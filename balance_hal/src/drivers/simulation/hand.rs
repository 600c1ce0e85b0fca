//! Scripted operator hand.
//!
//! Stands in for the person who picks the robot up off the ground and holds
//! it upright until the controller takes over:
//!
//! ```text
//! Resting ──(on ground for rest_time)──► Lifting ──(motors enabled)──► Released
//!    ▲                                                                     │
//!    └──────────────────────────(motors disabled)──────────────────────────┘
//! ```

use super::plant::PendulumPlant;

/// Hand behaviour settings.
#[derive(Debug, Clone, PartialEq)]
pub struct HandParams {
    /// Time the robot lies on the ground before being picked up [s].
    pub rest_time: f64,
    /// Tilt the hand holds the robot at [rad].
    pub hold_angle: f64,
    /// Maximum speed of the hand [rad/s].
    pub max_rate: f64,
}

impl Default for HandParams {
    fn default() -> Self {
        Self {
            rest_time: 1.0,
            hold_angle: 0.0,
            max_rate: 3.0,
        }
    }
}

/// Current phase of the script.
#[derive(Debug, Clone, Copy, PartialEq, Eq)]
pub enum HandPhase {
    /// Hands off, waiting for the robot to settle on the ground.
    Resting,
    /// Lifting to and holding at the hold angle.
    Lifting,
    /// The controller has the robot.
    Released,
}

/// Operator script state.
#[derive(Debug, Clone)]
pub struct Hand {
    params: HandParams,
    phase: HandPhase,
    rested: f64,
}

impl Hand {
    /// Create a hand in the resting phase.
    pub fn new(params: HandParams) -> Self {
        Self {
            params,
            phase: HandPhase::Resting,
            rested: 0.0,
        }
    }

    /// Current phase.
    pub fn phase(&self) -> HandPhase {
        self.phase
    }

    /// Act on the plant for one step. Returns true when the hand is holding
    /// the body, in which case the free dynamics must not run for the body.
    pub fn act(&mut self, plant: &mut PendulumPlant, motors_enabled: bool, dt: f64) -> bool {
        match self.phase {
            HandPhase::Resting => {
                if plant.on_ground() {
                    self.rested += dt;
                } else {
                    self.rested = 0.0;
                }
                if self.rested >= self.params.rest_time {
                    self.phase = HandPhase::Lifting;
                }
                false
            }
            HandPhase::Lifting => {
                if motors_enabled {
                    self.phase = HandPhase::Released;
                    return false;
                }
                plant.hold(self.params.hold_angle, self.params.max_rate, dt);
                true
            }
            HandPhase::Released => {
                if !motors_enabled {
                    self.phase = HandPhase::Resting;
                    self.rested = 0.0;
                }
                false
            }
        }
    }
}

#[cfg(test)]
mod tests {
    use super::super::plant::PlantParams;
    use super::*;

    const DT: f64 = 0.01;

    #[test]
    fn lifts_after_rest_time_and_releases_on_enable() {
        let mut plant = PendulumPlant::new(PlantParams::default());
        let mut hand = Hand::new(HandParams::default());

        for _ in 0..99 {
            assert!(!hand.act(&mut plant, false, DT));
        }
        assert_eq!(hand.phase(), HandPhase::Resting);
        hand.act(&mut plant, false, DT);
        assert_eq!(hand.phase(), HandPhase::Lifting);

        // 1.3 rad at 3 rad/s takes under half a second
        for _ in 0..60 {
            assert!(hand.act(&mut plant, false, DT));
        }
        assert!(plant.tilt().abs() < 1e-9);

        assert!(!hand.act(&mut plant, true, DT));
        assert_eq!(hand.phase(), HandPhase::Released);
    }

    #[test]
    fn rests_again_after_disable() {
        let mut plant = PendulumPlant::new(PlantParams::default());
        let mut hand = Hand::new(HandParams {
            rest_time: 0.0,
            ..HandParams::default()
        });
        hand.act(&mut plant, false, DT);
        hand.act(&mut plant, true, DT);
        assert_eq!(hand.phase(), HandPhase::Released);
        hand.act(&mut plant, false, DT);
        assert_eq!(hand.phase(), HandPhase::Resting);
    }

    #[test]
    fn rest_timer_needs_body_on_ground() {
        let mut plant = PendulumPlant::new(PlantParams::default());
        plant.place(0.5);
        let mut hand = Hand::new(HandParams::default());
        for _ in 0..200 {
            hand.act(&mut plant, false, DT);
        }
        assert_eq!(hand.phase(), HandPhase::Resting);
    }
}
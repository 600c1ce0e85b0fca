//! Hardware collaborator contracts.
//!
//! The controller never touches registers directly. It talks to the IMU,
//! encoders, motors, battery sensor, button and LEDs through the traits in
//! [`driver`], using the plain data types in [`types`].

pub mod driver;
pub mod types;
//! HAL driver trait, collaborator traits and error types.
//!
//! This module defines:
//! - `HalDriver` trait - Interface for pluggable hardware backends
//! - One trait per collaborator (`ImuSource`, `Encoders`, `Motors`,
//!   `VoltageSensor`, `Button`, `Indicator`)
//! - `HalHandles` - The set of collaborators a driver hands out on `init()`
//! - `HalError` enum - Error types for HAL operations
//! - `DriverFactory` type alias - Factory function type

use std::sync::Arc;

use thiserror::Error;

use crate::control_unit::config::BalanceConfig;
use crate::hal::types::{ImuSample, Led};

/// Error types for HAL operations.
#[derive(Debug, Clone, Error)]
pub enum HalError {
    /// Driver initialization failed
    #[error("Initialization failed: {0}")]
    InitFailed(String),

    /// Configuration error
    #[error("Configuration error: {0}")]
    ConfigError(String),

    /// Hardware communication error
    #[error("Hardware communication error: {0}")]
    CommunicationError(String),

    /// Driver not found
    #[error("Driver not found: {0}")]
    DriverNotFound(String),

    /// IMU sample delivery is already running
    #[error("IMU already started")]
    AlreadyStarted,
}

/// Callback invoked once per IMU sample, from the driver's delivery context.
pub type SampleHandler = Box<dyn FnMut(&ImuSample) + Send>;

/// Factory function type for creating driver instances.
pub type DriverFactory = fn() -> Box<dyn HalDriver>;

/// Interrupt-style IMU sample source.
///
/// After `start()` the driver calls `handler` at `rate_hz` from its own
/// context until `stop()`. Calls never overlap.
pub trait ImuSource: Send {
    fn start(&mut self, rate_hz: u32, handler: SampleHandler) -> Result<(), HalError>;

    /// Stop delivery and drop the handler. Idempotent.
    fn stop(&mut self);
}

/// Quadrature encoder counters, signed and cumulative.
pub trait Encoders: Send + Sync {
    fn position(&self, channel: u8) -> i64;
    fn set_position(&self, channel: u8, value: i64);
}

/// Normalized motor duty sink.
pub trait Motors: Send + Sync {
    /// Set one channel to `duty` in [-1, 1].
    fn set_duty(&self, channel: u8, duty: f64);
    fn set_all(&self, duty: f64);
    /// Authorize output (release the H-bridge standby).
    fn enable(&self);
    fn disable(&self);
}

/// Battery pack voltage [V], unfiltered.
pub trait VoltageSensor: Send + Sync {
    fn read_volts(&self) -> f64;
}

/// The user button, polled level.
pub trait Button: Send + Sync {
    fn is_pressed(&self) -> bool;
}

/// On/off LED output.
pub trait Indicator: Send + Sync {
    fn set_led(&self, led: Led, on: bool);
}

/// Collaborators returned by a successfully initialized driver.
///
/// The IMU source is owned (it is started exactly once); everything else is
/// shared between execution contexts.
pub struct HalHandles {
    pub imu: Box<dyn ImuSource>,
    pub encoders: Arc<dyn Encoders>,
    pub motors: Arc<dyn Motors>,
    pub voltage: Arc<dyn VoltageSensor>,
    pub button: Arc<dyn Button>,
    pub leds: Arc<dyn Indicator>,
}

/// Trait defining the interface for HAL drivers.
///
/// # Lifecycle
///
/// 1. `init()` - Called once at startup; failure is fatal
/// 2. The control unit drives the returned [`HalHandles`]
/// 3. `shutdown()` - Called after every execution context has stopped
pub trait HalDriver: Send {
    /// Returns the driver's unique identifier (e.g., "simulation").
    fn name(&self) -> &'static str;

    /// Returns the driver's semantic version.
    fn version(&self) -> &'static str;

    /// Bring up the hardware and hand out its collaborators.
    ///
    /// # Errors
    /// Return `HalError::InitFailed` if any peripheral cannot be opened.
    fn init(&mut self, config: &BalanceConfig) -> Result<HalHandles, HalError>;

    /// Release the hardware. Motors must be left disabled.
    fn shutdown(&mut self) -> Result<(), HalError>;
}
//! Fixed-capacity history of recent samples.
//!
//! Age 0 is the newest value. Reading an age that was never written, or one
//! beyond capacity, yields `0.0`: a cold filter behaves as if it had seen
//! zeros forever.

use balance_common::consts::MAX_FILTER_TAPS;

/// Ring buffer of the last `capacity` samples. No allocation.
#[derive(Debug, Clone, Copy)]
pub struct DelayLine {
    buf: [f64; MAX_FILTER_TAPS],
    len: usize,
    head: usize,
}

impl DelayLine {
    /// Create a zeroed line. `capacity` is clamped to `1..=MAX_FILTER_TAPS`.
    pub const fn new(capacity: usize) -> Self {
        let len = if capacity == 0 {
            1
        } else if capacity > MAX_FILTER_TAPS {
            MAX_FILTER_TAPS
        } else {
            capacity
        };
        Self {
            buf: [0.0; MAX_FILTER_TAPS],
            len,
            head: 0,
        }
    }

    #[inline]
    pub const fn capacity(&self) -> usize {
        self.len
    }

    /// Insert a new sample, dropping the oldest.
    #[inline]
    pub fn push(&mut self, value: f64) {
        self.head = (self.head + 1) % self.len;
        self.buf[self.head] = value;
    }

    /// Sample inserted `age` pushes ago.
    #[inline]
    pub fn get(&self, age: usize) -> f64 {
        if age >= self.len {
            return 0.0;
        }
        self.buf[(self.head + self.len - age) % self.len]
    }

    #[inline]
    pub fn reset(&mut self) {
        self.buf = [0.0; MAX_FILTER_TAPS];
        self.head = 0;
    }
}
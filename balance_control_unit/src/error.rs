//! Error types of the control unit.
//!
//! Only startup can fail with an `Err`. Runtime safety faults are handled by
//! the supervisor as [`DisengageReason`](crate::supervisor::DisengageReason)s
//! and never cross execution contexts.

use balance_common::config::ConfigError;
use balance_common::hal::driver::HalError;
use thiserror::Error;

/// Startup and scheduling failures. All of them are fatal.
#[derive(Debug, Error)]
pub enum SchedulerError {
    #[error("configuration: {0}")]
    Config(#[from] ConfigError),

    #[error("hardware: {0}")]
    Hal(#[from] HalError),

    #[error("failed to spawn {context} context: {source}")]
    Spawn {
        context: &'static str,
        #[source]
        source: std::io::Error,
    },

    #[error("RT setup error: {0}")]
    RtSetup(String),

    #[error("signal handler: {0}")]
    Signal(#[from] ctrlc::Error),
}

/// The start sequence was interrupted because the robot left RUNNING.
#[derive(Debug, Clone, Copy, PartialEq, Eq, Error)]
#[error("start condition wait aborted")]
pub struct StartAborted;
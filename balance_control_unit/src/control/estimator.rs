//! Body state estimation.
//!
//! Fuses one IMU sample and the two encoder counts into tilt, progression
//! and heading. Runs inside the fast context: bounded time, no allocation,
//! no blocking.

use balance_common::consts::DEG_TO_RAD;
use balance_common::control_unit::config::{BalanceConfig, MechanicsConfig, WiringConfig};
use balance_common::hal::types::ImuSample;

use super::filters::ComplementaryFilter;

/// Output of one estimator update.
#[derive(Debug, Clone, Copy, Default, PartialEq)]
pub struct Estimate {
    /// Body tilt including the mounting offset [rad].
    pub tilt: f64,
    pub wheel_angle_l: f64,
    pub wheel_angle_r: f64,
    /// Tilt plus mean wheel angle [rad].
    pub progression: f64,
    /// Yaw proxy [rad].
    pub heading: f64,
}

/// Complementary-filter tilt estimator with wheel odometry.
#[derive(Debug, Clone)]
pub struct Estimator {
    filter: ComplementaryFilter,
    gyro_angle: f64,
    dt: f64,
    mount_angle: f64,
    wheel: WheelGeometry,
}

impl Estimator {
    pub fn new(config: &BalanceConfig) -> Self {
        let dt = config.rates.fast_dt();
        Self {
            filter: ComplementaryFilter::new(config.estimator.filter_w, dt),
            gyro_angle: 0.0,
            dt,
            mount_angle: config.mechanics.mount_angle,
            wheel: WheelGeometry::new(&config.mechanics, &config.wiring),
        }
    }

    /// Process one sample and the current encoder counts.
    pub fn update(&mut self, sample: &ImuSample, ticks_l: i64, ticks_r: i64) -> Estimate {
        let accel_angle = (-sample.accel[2]).atan2(sample.accel[1]);
        self.gyro_angle += sample.gyro[0] * self.dt * DEG_TO_RAD;

        let tilt = self.filter.update(accel_angle, self.gyro_angle) + self.mount_angle;

        let wheel_angle_l = self.wheel.angle_l(ticks_l);
        let wheel_angle_r = self.wheel.angle_r(ticks_r);

        Estimate {
            tilt,
            wheel_angle_l,
            wheel_angle_r,
            progression: tilt + 0.5 * (wheel_angle_l + wheel_angle_r),
            heading: (wheel_angle_r - wheel_angle_l) * self.wheel.radius_over_track,
        }
    }
}

/// Encoder count to wheel angle conversion.
#[derive(Debug, Clone, Copy)]
struct WheelGeometry {
    rad_per_count_l: f64,
    rad_per_count_r: f64,
    radius_over_track: f64,
}

impl WheelGeometry {
    fn new(mechanics: &MechanicsConfig, wiring: &WiringConfig) -> Self {
        let counts_per_rev = mechanics.gearbox * mechanics.encoder_res;
        let tau = core::f64::consts::TAU;
        Self {
            rad_per_count_l: tau / (f64::from(wiring.encoder_polarity_l) * counts_per_rev),
            rad_per_count_r: tau / (f64::from(wiring.encoder_polarity_r) * counts_per_rev),
            radius_over_track: mechanics.wheel_radius_m / mechanics.track_width_m,
        }
    }

    #[inline]
    fn angle_l(&self, ticks: i64) -> f64 {
        ticks as f64 * self.rad_per_count_l
    }

    #[inline]
    fn angle_r(&self, ticks: i64) -> f64 {
        ticks as f64 * self.rad_per_count_r
    }
}
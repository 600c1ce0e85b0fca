//! State enums for the balance controller.
//!
//! Two independent axes: the top-level lifecycle ([`RunState`]), gated by
//! the button and process signals, and the control axis ([`ControlState`]),
//! owned by the supervisor. Both are `#[repr(u8)]` so they can live in
//! atomics shared between execution contexts.

use serde::{Deserialize, Serialize};

/// Top-level process lifecycle.
///
/// `Exiting` is terminal.
#[derive(Debug, Clone, Copy, PartialEq, Eq, Hash, Serialize, Deserialize, Default)]
#[repr(u8)]
pub enum RunState {
    /// Hardware up, IMU settling; loops do not drive motors.
    #[default]
    Uninitialized = 0,
    /// Balancing allowed.
    Running = 1,
    /// Paused by the operator; controller is kept disengaged.
    Paused = 2,
    /// Shutdown requested; every context exits within one period.
    Exiting = 3,
}

impl RunState {
    /// Convert from raw `u8`. Returns `None` for invalid values.
    #[inline]
    pub const fn from_u8(value: u8) -> Option<Self> {
        match value {
            0 => Some(Self::Uninitialized),
            1 => Some(Self::Running),
            2 => Some(Self::Paused),
            3 => Some(Self::Exiting),
            _ => None,
        }
    }

    /// Upper-case label used by the status reporter.
    pub const fn label(self) -> &'static str {
        match self {
            Self::Uninitialized => "UNINITIALIZED",
            Self::Running => "RUNNING",
            Self::Paused => "PAUSED",
            Self::Exiting => "EXITING",
        }
    }
}

/// Whether the balance loops are authorized to drive the motors.
#[derive(Debug, Clone, Copy, PartialEq, Eq, Hash, Serialize, Deserialize, Default)]
#[repr(u8)]
pub enum ControlState {
    #[default]
    Disengaged = 0,
    Engaged = 1,
}

impl ControlState {
    #[inline]
    pub const fn is_engaged(self) -> bool {
        matches!(self, Self::Engaged)
    }

    pub const fn label(self) -> &'static str {
        match self {
            Self::Engaged => "ENGAGED",
            Self::Disengaged => "DISENGAGED",
        }
    }
}

#[cfg(test)]
mod tests {
    use super::*;

    #[test]
    fn run_state_roundtrip_u8() {
        for s in [
            RunState::Uninitialized,
            RunState::Running,
            RunState::Paused,
            RunState::Exiting,
        ] {
            assert_eq!(RunState::from_u8(s as u8), Some(s));
        }
        assert_eq!(RunState::from_u8(4), None);
    }

    #[test]
    fn control_state_defaults_to_disengaged() {
        assert_eq!(ControlState::default(), ControlState::Disengaged);
        assert!(!ControlState::default().is_engaged());
    }

    #[test]
    fn labels() {
        assert_eq!(RunState::Paused.label(), "PAUSED");
        assert_eq!(ControlState::Engaged.label(), "ENGAGED");
    }
}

------

Read the listing. Copy each line that has the word "samples" in it.

//! Fixed-capacity history of recent samples.
/// Ring buffer of the last `capacity` samples. No allocation.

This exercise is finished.